I find the school holidays a challenge personally. I need to mentally plan to get through the holidays well. I want to give my children the time and energy they deserve and need, and not feel torn towards other activities (like the computer!).

I am hoping to read more over the holidays too, so will return with more book reviews in time.

So, off I go...

Hope you all have a wonderful Christ-filled Christmas and a fun start to the New Year.

Wednesday, December 3, 2008

Santa - yes or no?

As it is coming up to Christmas, some issues that we conveniently ignore at other times of the year rear their head again. And, for us, this year it is Santa. We decided when we had our first child 5 years ago that Santa would not be part of our Christmas celebrations. 

Our reasoning was mainly that:
  • We felt it was lying, pure and simple. I know that sounds a bit harsh, but that was our conclusion. We instill the idea in our children that they must always tell the truth, so we must do the same.
  • We didn't like the idea itself - that there is an all-present, all-knowing being (other than God), who judges you purely on your merit, and if you are good you are rewarded with presents. It runs against the entire message of God's grace in the gospel.
  • And practically (and somewhat selfishly!) - why should this pretend person get all the credit for knowing exactly what you wanted for Christmas and getting it for you? No-one loves you more on earth than your parents, who long to give you good gifts.
So, for the last five years, we have managed to avoid most references to him and ignore him in the shops. And, when we told our extended family of the decision not to have Santa, they were supportive, even if they may not have agreed. (As an aside, both Husband and I were raised with having Santa at Christmas, and yes, we enjoyed it). However, this is the first year we have a child at school and it is no longer avoidable. Santa is everywhere and the subject of the song for the class Christmas concert. 

 So, for the first time, we are having questions or comments from our 5 year old about Santa: 
1. "Santa lives in the North Pole doesn't he?' 
2. 'Santa comes at Christmas time and brings lots of presents", etc. 

I wondered at first about how to answer, but decided to go the honest and open path, and so said: 

1. Well, no. Santa isn't real, he's pretend, so he doesn't really live in the North Pole. But in the pretend story about him he does. (and then went on to explain how Thomas the Tank Engine is not real, even though in the story he lives on the Island of Sodor; and how the Wiggles don't really live in Wiggles World, but with their families). 
2. No, Santa doesn't bring you presents, Mummy and Daddy (and other family members) buy you presents so that we can all celebrate Jesus' birthday together. 
 
And for those of you who think we are little too harsh, can I add that: 

1. We love Christmas in our family - we have a fun advent calendar, we put up the tree together, all of us have special stockings that I have made, we cook lots of yummy food, we celebrate with family and friends and generally have a great time. I don't think anyone is 'missing out' here without Santa. 
2. We try to help them to realise that some other people like to pretend that Santa is real and we don't want to spoil it for them. 
3. I know a lot of Christians who do choose to have Santa in their homes and that is fine with me. As long as Jesus is the at centre, everything else is peripherial anyway!

Monday, December 1, 2008

Motherhood

Well, it's taken some time to finally getting around to reading the articles that I had put aside from the October Briefing, mainly on Motherhood.

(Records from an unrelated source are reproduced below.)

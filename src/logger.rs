use chrono::Utc;
use colored::*;
use log::{Level, Metadata, Record};
use once_cell::sync::Lazy;
use std::env;
use std::io::{self, Write};
use std::sync::Mutex;

static CONSOLE_LOGGER: Lazy<ConsoleLogger> = Lazy::new(ConsoleLogger::new);

pub fn init_with_config(config: LoggerConfig) -> Result<(), String> {
    CONSOLE_LOGGER.update_config(config.clone());

    if let Err(e) = log::set_logger(&*CONSOLE_LOGGER) {
        return Err(format!("Failed to set logger: {:?}", e));
    }

    log::set_max_level(config.min_level.to_log_level_filter());
    Ok(())
}

#[derive(Debug, Clone, Copy, PartialEq, Eq, PartialOrd, Ord)]
pub enum LogLevel {
    Trace = 0,
    Debug = 1,
    Info = 2,
    Warn = 3,
    Error = 4,
}

impl LogLevel {
    pub fn color(&self) -> Color {
        match self {
            LogLevel::Trace => Color::Cyan,
            LogLevel::Debug => Color::Blue,
            LogLevel::Info => Color::Green,
            LogLevel::Warn => Color::Yellow,
            LogLevel::Error => Color::Red,
        }
    }

    pub fn emoji(&self) -> &'static str {
        match self {
            LogLevel::Trace => "🔍",
            LogLevel::Debug => "🐛",
            LogLevel::Info => "💡",
            LogLevel::Warn => "⚠️",
            LogLevel::Error => "❌",
        }
    }

    pub fn as_str(&self) -> &'static str {
        match self {
            LogLevel::Trace => "TRACE",
            LogLevel::Debug => "DEBUG",
            LogLevel::Info => "INFO",
            LogLevel::Warn => "WARN",
            LogLevel::Error => "ERROR",
        }
    }

    pub fn to_log_level(&self) -> Level {
        match self {
            LogLevel::Trace => Level::Trace,
            LogLevel::Debug => Level::Debug,
            LogLevel::Info => Level::Info,
            LogLevel::Warn => Level::Warn,
            LogLevel::Error => Level::Error,
        }
    }

    pub fn to_log_level_filter(&self) -> log::LevelFilter {
        match self {
            LogLevel::Trace => log::LevelFilter::Trace,
            LogLevel::Debug => log::LevelFilter::Debug,
            LogLevel::Info => log::LevelFilter::Info,
            LogLevel::Warn => log::LevelFilter::Warn,
            LogLevel::Error => log::LevelFilter::Error,
        }
    }

    pub fn from_log_level(level: Level) -> Self {
        match level {
            Level::Trace => LogLevel::Trace,
            Level::Debug => LogLevel::Debug,
            Level::Info => LogLevel::Info,
            Level::Warn => LogLevel::Warn,
            Level::Error => LogLevel::Error,
        }
    }

    pub fn parse(value: &str) -> Option<Self> {
        match value.to_ascii_lowercase().as_str() {
            "trace" => Some(LogLevel::Trace),
            "debug" => Some(LogLevel::Debug),
            "info" => Some(LogLevel::Info),
            "warn" => Some(LogLevel::Warn),
            "error" => Some(LogLevel::Error),
            _ => None,
        }
    }
}

#[derive(Debug, Clone)]
pub struct LoggerConfig {
    pub min_level: LogLevel,
    pub show_colors: bool,
    pub show_emojis: bool,
    pub include_timestamp: bool,
    pub timestamp_format: String,
}

impl Default for LoggerConfig {
    fn default() -> Self {
        Self {
            min_level: LogLevel::Info,
            show_colors: true,
            show_emojis: true,
            include_timestamp: true,
            timestamp_format: "%H:%M:%S%.3f".to_string(),
        }
    }
}

impl LoggerConfig {
    pub fn new() -> Self {
        Self::default()
    }

    pub fn with_level(mut self, level: LogLevel) -> Self {
        self.min_level = level;
        self
    }

    pub fn with_colors(mut self, enabled: bool) -> Self {
        self.show_colors = enabled;
        self
    }

    pub fn development() -> Self {
        Self {
            min_level: LogLevel::Debug,
            ..Default::default()
        }
    }

    pub fn production() -> Self {
        Self {
            min_level: LogLevel::Info,
            show_colors: false,
            show_emojis: false,
            ..Default::default()
        }
    }

    /// Level selected by the IMAGEFX_LOG environment variable, defaulting
    /// to Info.
    pub fn from_env() -> Self {
        let min_level = env::var("IMAGEFX_LOG")
            .ok()
            .and_then(|v| LogLevel::parse(&v))
            .unwrap_or(LogLevel::Info);
        Self::default().with_level(min_level)
    }
}

pub struct ConsoleLogger {
    config: Mutex<LoggerConfig>,
}

impl ConsoleLogger {
    pub fn new() -> Self {
        Self {
            config: Mutex::new(LoggerConfig::default()),
        }
    }

    pub fn update_config(&self, new_config: LoggerConfig) {
        if let Ok(mut config) = self.config.lock() {
            *config = new_config;
        }
    }

    fn format_line(&self, record: &Record, config: &LoggerConfig) -> String {
        let level = LogLevel::from_log_level(record.level());
        let mut output = String::new();

        if config.include_timestamp {
            let timestamp = Utc::now().format(&config.timestamp_format).to_string();
            if config.show_colors {
                output.push_str(&format!("{} ", timestamp.bright_black()));
            } else {
                output.push_str(&format!("{} ", timestamp));
            }
        }

        let level_str = if config.show_emojis {
            format!("{} {}", level.emoji(), level.as_str())
        } else {
            level.as_str().to_string()
        };
        if config.show_colors {
            output.push_str(&format!("[{}] ", level_str.color(level.color()).bold()));
        } else {
            output.push_str(&format!("[{}] ", level_str));
        }

        output.push_str(&record.args().to_string());
        output
    }
}

impl log::Log for ConsoleLogger {
    fn enabled(&self, metadata: &Metadata) -> bool {
        if let Ok(config) = self.config.lock() {
            metadata.level() <= config.min_level.to_log_level()
        } else {
            true
        }
    }

    fn log(&self, record: &Record) {
        if self.enabled(record.metadata()) {
            if let Ok(config) = self.config.lock() {
                println!("{}", self.format_line(record, &config));
            }
        }
    }

    fn flush(&self) {
        let _ = io::stdout().flush();
    }
}
use std::fmt;

#[derive(Debug)]
pub enum ImageFxError {
    MissingArgument(String),
    ConfigError(String),
    AuthError(String),
    RequestError(String),
    ResponseError(String),
    UnsupportedClient(String),
    SaveError(String),
}

impl fmt::Display for ImageFxError {
    fn fmt(&self, f: &mut fmt::Formatter<'_>) -> fmt::Result {
        match self {
            ImageFxError::MissingArgument(name) => {
                write!(f, "Missing required argument: --{}", name)
            }
            ImageFxError::ConfigError(msg) => write!(f, "Configuration error: {}", msg),
            ImageFxError::AuthError(msg) => write!(f, "Authentication error: {}", msg),
            ImageFxError::RequestError(msg) => write!(f, "Request error: {}", msg),
            ImageFxError::ResponseError(msg) => write!(f, "Response error: {}", msg),
            ImageFxError::UnsupportedClient(msg) => write!(f, "Unsupported client: {}", msg),
            ImageFxError::SaveError(msg) => write!(f, "Save error: {}", msg),
        }
    }
}

impl std::error::Error for ImageFxError {}

pub type Result<T> = std::result::Result<T, ImageFxError>;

I found the article from Lesley Ramsay helpful at a number of points. She stated that 'in God's eyes, what you do as a parent matters more than any other job you will ever have'. This is a good reminder that what I do as a mother counts and is important. I found her explanation of how 'not to love your children' extremely helpful. She said that we are not to idolise our children, make them the centre of our lives or make our goals for them the same as that of the worlds: 'They may say, "'You don't love us!" but we should reply, "I do love you. I just love Jesus more. And so should you." ' (I have the eBriefing so if you want a copy, ask me, copyright lets me send it on with some restrictions.)

Nicole had highlighted in her post that there were additional articles available online. I downloaded the ones from JC Ryle on the Duties of Parents (2 parts). It was obviously written some time ago, as the language was more formal than we usually read. However, it was great. Insightful, forceful and biblical. It's long, so you need to be ready to sit down with it for a while. He starts looking at Prov 22:6 (Train up a child in the way he should go and when he is old, he will not depart from it), and then goes on to outline 17 (!) things we should be training our children in. I especially liked the ones on training them to a knowledge of the bible and training them to a habit of prayer. You may not agree with everything he says, especially perhaps in the later points, but I found it a timely reminder nonetheless to continue to think about how we train our children in the Lord.

Both of these articles emphasised the importance of the home as the place of training, and the role of mothers (mainly) in this role. As a stay-at-home mum, I was reminded that just because I do not work outside the home, I cannot assume my kids get more time from me - if I choose to fill it with washing, cooking, cleaning, blogging (!), rather than with them.

There was an interesting article in The Australian paper today "The momification of the US first lady", which reports that Michelle Obama has decided "to the chagrin of Democratic feminists" to be a mom-in-chief and give up her job. The mood from feminists seems to be that because she can be in a high-paying job and she has degrees from Princeton and Harvard she should be using them. Columnist Ruth Marcus is reported as complaining "when the needs of our families collide with the demands of our jobs, it is usually the woman's career that yields".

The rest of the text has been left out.